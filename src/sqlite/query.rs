use std::sync::Arc;

use rusqlite::types::Value;
use rusqlite::{Row, Statement};

use crate::error::SqlTemplateError;
use crate::types::RowValues;

/// Extract a `RowValues` from a `SQLite` row.
///
/// # Errors
///
/// Returns `SqliteError` if the column cannot be read.
pub fn sqlite_extract_value(row: &Row<'_>, idx: usize) -> Result<RowValues, SqlTemplateError> {
    let value: Value = row.get(idx)?;
    Ok(match value {
        Value::Null => RowValues::Null,
        Value::Integer(i) => RowValues::Int(i),
        Value::Real(f) => RowValues::Float(f),
        Value::Text(s) => RowValues::Text(s),
        Value::Blob(b) => RowValues::Blob(b),
    })
}

/// Read every column of the current row.
pub(crate) fn extract_row(row: &Row<'_>, width: usize) -> Result<Vec<RowValues>, SqlTemplateError> {
    (0..width).map(|i| sqlite_extract_value(row, i)).collect()
}

pub(crate) fn column_names(stmt: &Statement<'_>) -> Arc<Vec<String>> {
    Arc::new(
        stmt.column_names()
            .iter()
            .map(std::string::ToString::to_string)
            .collect(),
    )
}
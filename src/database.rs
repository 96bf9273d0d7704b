use std::sync::Arc;

use async_trait::async_trait;

use crate::error::SqlTemplateError;
use crate::results::{CustomDbRow, ExecSummary};
use crate::translation::PlaceholderStyle;
use crate::types::{DatabaseType, RowValues};

#[cfg(feature = "postgres")]
use crate::postgres::{PostgresDatabase, PostgresOptions};
#[cfg(feature = "sqlite")]
use crate::sqlite::{SqliteDatabase, SqliteOptions};

/// A database the engine can run finished statements against.
///
/// `sql` always uses the placeholder syntax reported by [`Database::placeholder_style`], and
/// `params[n]` binds the `n + 1`th placeholder.
///
/// Cancellation is by drop. Dropping an unfinished `execute` or `query` future, or a
/// [`RowCursor`] that has not been closed, must abort the statement that call started and
/// nothing else; other callers sharing the database are not affected.
#[async_trait]
pub trait Database: Send + Sync {
    fn placeholder_style(&self) -> PlaceholderStyle;

    /// Run a statement for its side effects.
    ///
    /// # Errors
    ///
    /// Returns the driver error if the statement fails.
    async fn execute(&self, sql: &str, params: &[RowValues])
    -> Result<ExecSummary, SqlTemplateError>;

    /// Open a cursor over the rows a statement returns.
    ///
    /// # Errors
    ///
    /// Returns the driver error if the statement cannot be prepared or started.
    async fn query(
        &self,
        sql: &str,
        params: &[RowValues],
    ) -> Result<Box<dyn RowCursor>, SqlTemplateError>;
}

/// Rows of one query, pulled one at a time.
#[async_trait]
pub trait RowCursor: Send {
    /// The next row, or `None` once the result is exhausted.
    ///
    /// # Errors
    ///
    /// Returns the driver error if fetching or converting a row fails.
    async fn next_row(&mut self) -> Result<Option<CustomDbRow>, SqlTemplateError>;

    /// Release the statement, aborting it if rows are still being produced. Safe to call
    /// more than once.
    ///
    /// # Errors
    ///
    /// Returns an error if the backend fails while finalizing the statement.
    async fn close(&mut self) -> Result<(), SqlTemplateError>;
}

#[async_trait]
impl<D: Database + ?Sized> Database for Arc<D> {
    fn placeholder_style(&self) -> PlaceholderStyle {
        (**self).placeholder_style()
    }

    async fn execute(
        &self,
        sql: &str,
        params: &[RowValues],
    ) -> Result<ExecSummary, SqlTemplateError> {
        (**self).execute(sql, params).await
    }

    async fn query(
        &self,
        sql: &str,
        params: &[RowValues],
    ) -> Result<Box<dyn RowCursor>, SqlTemplateError> {
        (**self).query(sql, params).await
    }
}

/// Connection settings for any enabled backend.
#[derive(Debug, Clone)]
pub enum DatabaseConfig {
    #[cfg(feature = "postgres")]
    Postgres(PostgresOptions),
    #[cfg(feature = "sqlite")]
    Sqlite(SqliteOptions),
}

impl DatabaseConfig {
    /// Settings for `db_type` from a single string: a file path (or `:memory:`) for SQLite,
    /// a libpq-style connection string or URL for Postgres.
    ///
    /// # Errors
    ///
    /// Returns `ConfigError` if the Postgres connection string cannot be parsed.
    pub fn from_str_for(db_type: DatabaseType, value: &str) -> Result<Self, SqlTemplateError> {
        match db_type {
            #[cfg(feature = "postgres")]
            DatabaseType::Postgres => Ok(DatabaseConfig::Postgres(PostgresOptions::from_conn_str(
                value,
            )?)),
            #[cfg(feature = "sqlite")]
            DatabaseType::Sqlite => Ok(DatabaseConfig::Sqlite(SqliteOptions::new(value))),
        }
    }

    #[must_use]
    pub fn database_type(&self) -> DatabaseType {
        match self {
            #[cfg(feature = "postgres")]
            DatabaseConfig::Postgres(_) => DatabaseType::Postgres,
            #[cfg(feature = "sqlite")]
            DatabaseConfig::Sqlite(_) => DatabaseType::Sqlite,
        }
    }
}

/// A connected database of a type chosen at runtime.
#[derive(Debug)]
pub enum AnyDatabase {
    #[cfg(feature = "postgres")]
    Postgres(PostgresDatabase),
    #[cfg(feature = "sqlite")]
    Sqlite(SqliteDatabase),
}

impl AnyDatabase {
    /// Open a connection described by `config`.
    ///
    /// # Errors
    ///
    /// Returns `ConnectionError` (or the driver error) if the connection cannot be opened.
    pub async fn connect(config: DatabaseConfig) -> Result<Self, SqlTemplateError> {
        match config {
            #[cfg(feature = "postgres")]
            DatabaseConfig::Postgres(opts) => {
                Ok(AnyDatabase::Postgres(PostgresDatabase::connect(opts).await?))
            }
            #[cfg(feature = "sqlite")]
            DatabaseConfig::Sqlite(opts) => {
                Ok(AnyDatabase::Sqlite(SqliteDatabase::open(opts).await?))
            }
        }
    }

    #[must_use]
    pub fn database_type(&self) -> DatabaseType {
        match self {
            #[cfg(feature = "postgres")]
            AnyDatabase::Postgres(_) => DatabaseType::Postgres,
            #[cfg(feature = "sqlite")]
            AnyDatabase::Sqlite(_) => DatabaseType::Sqlite,
        }
    }
}

#[async_trait]
impl Database for AnyDatabase {
    fn placeholder_style(&self) -> PlaceholderStyle {
        match self {
            #[cfg(feature = "postgres")]
            AnyDatabase::Postgres(db) => db.placeholder_style(),
            #[cfg(feature = "sqlite")]
            AnyDatabase::Sqlite(db) => db.placeholder_style(),
        }
    }

    async fn execute(
        &self,
        sql: &str,
        params: &[RowValues],
    ) -> Result<ExecSummary, SqlTemplateError> {
        match self {
            #[cfg(feature = "postgres")]
            AnyDatabase::Postgres(db) => db.execute(sql, params).await,
            #[cfg(feature = "sqlite")]
            AnyDatabase::Sqlite(db) => db.execute(sql, params).await,
        }
    }

    async fn query(
        &self,
        sql: &str,
        params: &[RowValues],
    ) -> Result<Box<dyn RowCursor>, SqlTemplateError> {
        match self {
            #[cfg(feature = "postgres")]
            AnyDatabase::Postgres(db) => db.query(sql, params).await,
            #[cfg(feature = "sqlite")]
            AnyDatabase::Sqlite(db) => db.query(sql, params).await,
        }
    }
}
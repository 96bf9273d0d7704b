//! Turning rendered template text into a dialect-ready statement.
//!
//! Three passes share one SQL scanner, so quoted strings, quoted identifiers, comments, and
//! dollar-quoted bodies are skipped consistently:
//!
//! 1. [`bind_named`] replaces `:name` markers with neutral `?` markers.
//! 2. [`expand_lists`] flattens sequence parameters for `IN (...)` lists.
//! 3. [`rebind`] rewrites neutral markers into the target's native syntax.
//!
//! ```rust
//! use sql_templates::prelude::*;
//! use serde_json::json;
//!
//! let input = json!({"cities": ["Tampa", "Rio"], "age": 98});
//! let bound = bind_named(
//!     "select * from users where city in (:cities) and age > :age",
//!     Some(&input),
//!     KeyMatch::Exact,
//! )?;
//! let expanded = expand_lists(bound, EmptyListPolicy::Error)?;
//! let stmt = rebind(expanded, &PlaceholderStyle::Postgres)?;
//! assert_eq!(stmt.sql, "select * from users where city in ($1, $2) and age > $3");
//! assert_eq!(stmt.params.len(), 3);
//! # Ok::<(), SqlTemplateError>(())
//! ```

mod expand;
mod named;
mod parsers;
mod rebind;
mod scanner;

pub use expand::{EmptyListPolicy, ExpandedStatement, expand_lists};
pub use named::{BindValue, BoundStatement, KeyMatch, bind_named};
pub use rebind::{Dialect, DialectStatement, rebind};

/// Target placeholder style for rebinding.
#[derive(Debug, Clone, Copy, PartialEq, Eq)]
pub enum PlaceholderStyle {
    /// PostgreSQL-style ordinal placeholders like `$1`.
    Postgres,
    /// SQLite-style ordinal placeholders like `?1`.
    Sqlite,
    /// Unindexed `?` placeholders.
    Question,
}
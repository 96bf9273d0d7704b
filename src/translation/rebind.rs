use super::PlaceholderStyle;
use super::expand::ExpandedStatement;
use super::scanner::{SqlScanner, next_is_digit};
use crate::error::SqlTemplateError;
use crate::types::RowValues;

/// Placeholder syntax of a target database.
///
/// New dialects only need to say how the Nth (1-based) placeholder is spelled.
pub trait Dialect {
    fn style(&self) -> PlaceholderStyle;

    fn write_placeholder(&self, out: &mut String, ordinal: usize);
}

impl Dialect for PlaceholderStyle {
    fn style(&self) -> PlaceholderStyle {
        *self
    }

    fn write_placeholder(&self, out: &mut String, ordinal: usize) {
        match self {
            PlaceholderStyle::Postgres => {
                out.push('$');
                out.push_str(&ordinal.to_string());
            }
            PlaceholderStyle::Sqlite => {
                out.push('?');
                out.push_str(&ordinal.to_string());
            }
            PlaceholderStyle::Question => out.push('?'),
        }
    }
}

/// The final statement handed to a database.
#[derive(Debug, Clone, PartialEq)]
pub struct DialectStatement {
    pub sql: String,
    pub params: Vec<RowValues>,
    pub style: PlaceholderStyle,
}

/// Rewrite neutral `?` markers into the dialect's native placeholders.
///
/// Parameters are carried over untouched; only the text changes.
///
/// # Errors
///
/// Returns `RebindError` if the text already holds a numbered placeholder (`?1`, `$1`) that
/// would collide with the generated ones, or if the marker count differs from the parameter
/// count.
pub fn rebind(
    expanded: ExpandedStatement,
    dialect: &dyn Dialect,
) -> Result<DialectStatement, SqlTemplateError> {
    let ExpandedStatement { sql, params } = expanded;
    let bytes = sql.as_bytes();
    let mut out = String::with_capacity(sql.len() + params.len() * 2);
    let mut copied = 0;
    let mut ordinal = 0;

    for (idx, b) in SqlScanner::new(&sql) {
        if !matches!(b, b'?' | b'$') {
            continue;
        }
        if next_is_digit(bytes, idx) {
            return Err(SqlTemplateError::RebindError(format!(
                "numbered placeholder `{}` at byte {idx} conflicts with generated placeholders",
                numbered_at(&sql, idx)
            )));
        }
        if b == b'$' {
            continue;
        }
        ordinal += 1;
        out.push_str(&sql[copied..idx]);
        dialect.write_placeholder(&mut out, ordinal);
        copied = idx + 1;
    }
    out.push_str(&sql[copied..]);

    if ordinal != params.len() {
        return Err(SqlTemplateError::RebindError(format!(
            "{ordinal} placeholders for {} parameters",
            params.len()
        )));
    }

    Ok(DialectStatement {
        sql: out,
        params,
        style: dialect.style(),
    })
}

fn numbered_at(sql: &str, idx: usize) -> &str {
    let end = sql[idx + 1..]
        .find(|c: char| !c.is_ascii_digit())
        .map_or(sql.len(), |offset| idx + 1 + offset);
    &sql[idx..end]
}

____________

# Exercise brief
Copy the lines from the entries above in which the word "Clone" appears.

# Task answer
#[derive(Debug, Clone)]
#[derive(Debug, Clone, Copy, PartialEq, Eq)]
#[derive(Debug, Clone, PartialEq)]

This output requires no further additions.